**Assignment:** Please read the records below and return each line holding the string "statrs".
== == ==
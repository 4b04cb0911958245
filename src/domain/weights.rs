//! Zero-investment weight derivation.
//!
//! Present growth estimates are standardized to z-scores with the sample
//! mean and sample standard deviation, mapped through the standard normal
//! CDF, and shifted by one half:
//!
//! ```text
//! z = (g - mean) / std
//! w = PHI(z) - 0.5
//! ```
//!
//! Weights therefore lie in (-0.5, 0.5), increase strictly with growth, and
//! only approximately net to zero because PHI is non-linear.
//!
//! With fewer than two estimates, or zero (or non-finite) dispersion, the
//! z-score is undefined. [`derive_weights`] then assigns 0.0 to every
//! surviving ticker; [`derive_weights_strict`] reports
//! [`GrowthfolioError::DegenerateDistribution`] instead.

use crate::domain::error::GrowthfolioError;
use crate::domain::growth::GrowthMapping;
use statrs::distribution::{ContinuousCDF, Normal};
use statrs::statistics::Statistics;
use std::collections::BTreeMap;
use tracing::{info, warn};

/// Ticker -> weight. Immutable once built.
#[derive(Debug, Clone, Default, PartialEq)]
pub struct WeightVector {
    weights: BTreeMap<String, f64>,
}

impl WeightVector {
    /// Wraps an already-computed table, e.g. one read back from disk.
    pub fn from_table(weights: BTreeMap<String, f64>) -> Self {
        Self { weights }
    }

    pub fn get(&self, ticker: &str) -> Option<f64> {
        self.weights.get(ticker).copied()
    }

    pub fn len(&self) -> usize {
        self.weights.len()
    }

    pub fn is_empty(&self) -> bool {
        self.weights.is_empty()
    }

    pub fn contains(&self, ticker: &str) -> bool {
        self.weights.contains_key(ticker)
    }

    pub fn tickers(&self) -> Vec<String> {
        self.weights.keys().cloned().collect()
    }

    pub fn iter(&self) -> impl Iterator<Item = (&str, f64)> {
        self.weights.iter().map(|(t, w)| (t.as_str(), *w))
    }

    /// Sum of weights; near zero for a balanced book.
    pub fn net_exposure(&self) -> f64 {
        self.weights.values().sum()
    }

    /// Sum of absolute weights.
    pub fn gross_exposure(&self) -> f64 {
        self.weights.values().map(|w| w.abs()).sum()
    }

    /// A new vector holding only the listed tickers that carry a weight.
    pub fn restricted_to(&self, tickers: &[String]) -> Self {
        Self {
            weights: tickers
                .iter()
                .filter_map(|t| self.weights.get(t).map(|&w| (t.clone(), w)))
                .collect(),
        }
    }

    /// Weights sorted ascending (most short first).
    pub fn sorted_ascending(&self) -> Vec<(String, f64)> {
        let mut sorted: Vec<(String, f64)> =
            self.weights.iter().map(|(t, w)| (t.clone(), *w)).collect();
        sorted.sort_by(|a, b| a.1.total_cmp(&b.1).then_with(|| a.0.cmp(&b.0)));
        sorted
    }
}

fn dispersion(values: &[f64]) -> Option<(f64, f64)> {
    if values.len() < 2 {
        return None;
    }
    let mean = values.mean();
    let std = values.std_dev();
    if std.is_finite() && std > 0.0 {
        Some((mean, std))
    } else {
        None
    }
}

fn transform(present: &[(&str, f64)], mean: f64, std: f64) -> WeightVector {
    let normal = Normal::standard();
    let weights = present
        .iter()
        .map(|&(ticker, g)| {
            let z = (g - mean) / std;
            (ticker.to_string(), normal.cdf(z) - 0.5)
        })
        .collect();
    WeightVector { weights }
}

/// Derives weights over the tickers with a present estimate.
///
/// Degenerate inputs fall back to an all-zero vector over the survivors.
pub fn derive_weights(growth: &GrowthMapping) -> WeightVector {
    let present: Vec<(&str, f64)> = growth.present().collect();
    let values: Vec<f64> = present.iter().map(|&(_, g)| g).collect();

    match dispersion(&values) {
        Some((mean, std)) => {
            let weights = transform(&present, mean, std);
            info!(
                tickers = weights.len(),
                excluded = growth.len() - weights.len(),
                net = weights.net_exposure(),
                "derived weights"
            );
            weights
        }
        None => {
            warn!(
                survivors = present.len(),
                "degenerate growth distribution, assigning zero weights"
            );
            WeightVector {
                weights: present.iter().map(|&(t, _)| (t.to_string(), 0.0)).collect(),
            }
        }
    }
}

/// Like [`derive_weights`], but fails on a degenerate distribution.
pub fn derive_weights_strict(growth: &GrowthMapping) -> Result<WeightVector, GrowthfolioError> {
    let present: Vec<(&str, f64)> = growth.present().collect();
    let values: Vec<f64> = present.iter().map(|&(_, g)| g).collect();

    let (mean, std) = dispersion(&values).ok_or(GrowthfolioError::DegenerateDistribution {
        survivors: present.len(),
    })?;
    Ok(transform(&present, mean, std))
}

#[cfg(test)]
mod tests {
    use super::*;
    use approx::assert_relative_eq;
    use proptest::prelude::*;

    fn mapping(entries: &[(&str, Option<f64>)]) -> GrowthMapping {
        entries.iter().map(|(t, g)| (t.to_string(), *g)).collect()
    }

    #[test]
    fn absent_estimates_are_excluded_not_zeroed() {
        let growth = mapping(&[("A", Some(0.01)), ("B", None), ("C", Some(0.05))]);
        let weights = derive_weights(&growth);

        assert_eq!(weights.len(), 2);
        assert!(!weights.contains("B"));
        assert_eq!(weights.get("B"), None);
    }

    #[test]
    fn known_values() {
        // mean = 0.02, sample std = 0.01 -> z = -1, 0, 1
        let growth = mapping(&[("A", Some(0.01)), ("B", Some(0.02)), ("C", Some(0.03))]);
        let weights = derive_weights(&growth);

        assert_relative_eq!(weights.get("A").unwrap(), 0.158_655_253_931_457 - 0.5, epsilon = 1e-9);
        assert_relative_eq!(weights.get("B").unwrap(), 0.0, epsilon = 1e-12);
        assert_relative_eq!(weights.get("C").unwrap(), 0.841_344_746_068_543 - 0.5, epsilon = 1e-9);
        assert_relative_eq!(weights.net_exposure(), 0.0, epsilon = 1e-9);
    }

    #[test]
    fn ticker_at_mean_gets_zero() {
        let growth = mapping(&[("A", Some(-0.02)), ("B", Some(0.04)), ("M", Some(0.01))]);
        let weights = derive_weights(&growth);
        assert_relative_eq!(weights.get("M").unwrap(), 0.0, epsilon = 1e-12);
    }

    #[test]
    fn all_equal_estimates_fall_back_to_zero() {
        let growth = mapping(&[("A", Some(0.03)), ("B", Some(0.03)), ("C", Some(0.03))]);
        let weights = derive_weights(&growth);

        assert_eq!(weights.len(), 3);
        assert!(weights.iter().all(|(_, w)| w == 0.0));
    }

    #[test]
    fn single_survivor_falls_back_to_zero() {
        let growth = mapping(&[("A", Some(0.03)), ("B", None)]);
        let weights = derive_weights(&growth);

        assert_eq!(weights.len(), 1);
        assert_eq!(weights.get("A"), Some(0.0));
    }

    #[test]
    fn no_survivors_gives_empty_vector() {
        let growth = mapping(&[("A", None), ("B", None)]);
        assert!(derive_weights(&growth).is_empty());
    }

    #[test]
    fn strict_reports_degenerate_distribution() {
        let growth = mapping(&[("A", Some(0.03)), ("B", Some(0.03))]);
        let result = derive_weights_strict(&growth);
        assert!(matches!(
            result,
            Err(GrowthfolioError::DegenerateDistribution { survivors: 2 })
        ));
    }

    #[test]
    fn strict_matches_lenient_on_regular_input() {
        let growth = mapping(&[("A", Some(0.01)), ("B", Some(0.06)), ("C", Some(0.02))]);
        assert_eq!(derive_weights_strict(&growth).unwrap(), derive_weights(&growth));
    }

    #[test]
    fn restricted_to_keeps_listed_tickers() {
        let growth = mapping(&[("A", Some(0.01)), ("B", Some(0.06)), ("C", Some(0.02))]);
        let weights = derive_weights(&growth);
        let reduced = weights.restricted_to(&["C".to_string(), "A".to_string(), "Z".to_string()]);

        assert_eq!(reduced.tickers(), vec!["A", "C"]);
        assert_eq!(reduced.get("A"), weights.get("A"));
    }

    #[test]
    fn sorted_ascending_orders_by_weight() {
        let growth = mapping(&[("A", Some(0.05)), ("B", Some(-0.01)), ("C", Some(0.02))]);
        let sorted = derive_weights(&growth).sorted_ascending();
        let tickers: Vec<&str> = sorted.iter().map(|(t, _)| t.as_str()).collect();
        assert_eq!(tickers, vec!["B", "C", "A"]);
    }

    proptest! {
        #[test]
        fn weights_bounded_and_monotonic(values in prop::collection::btree_set(-500i32..500, 2..40)) {
            let growth: GrowthMapping = values
                .iter()
                .enumerate()
                .map(|(i, v)| (format!("T{i:03}"), Some(*v as f64 / 1000.0)))
                .collect();
            let weights = derive_weights(&growth);

            prop_assert_eq!(weights.len(), values.len());

            let mut by_growth: Vec<(f64, f64)> = growth
                .present()
                .map(|(t, g)| (g, weights.get(t).unwrap()))
                .collect();
            by_growth.sort_by(|a, b| a.0.total_cmp(&b.0));

            for (_, w) in &by_growth {
                prop_assert!(*w > -0.5 && *w < 0.5);
            }
            for pair in by_growth.windows(2) {
                prop_assert!(pair[1].1 > pair[0].1);
            }
        }
    }
}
== == ==
**Result of this task:**
use statrs::distribution::{ContinuousCDF, Normal};
use statrs::statistics::Statistics;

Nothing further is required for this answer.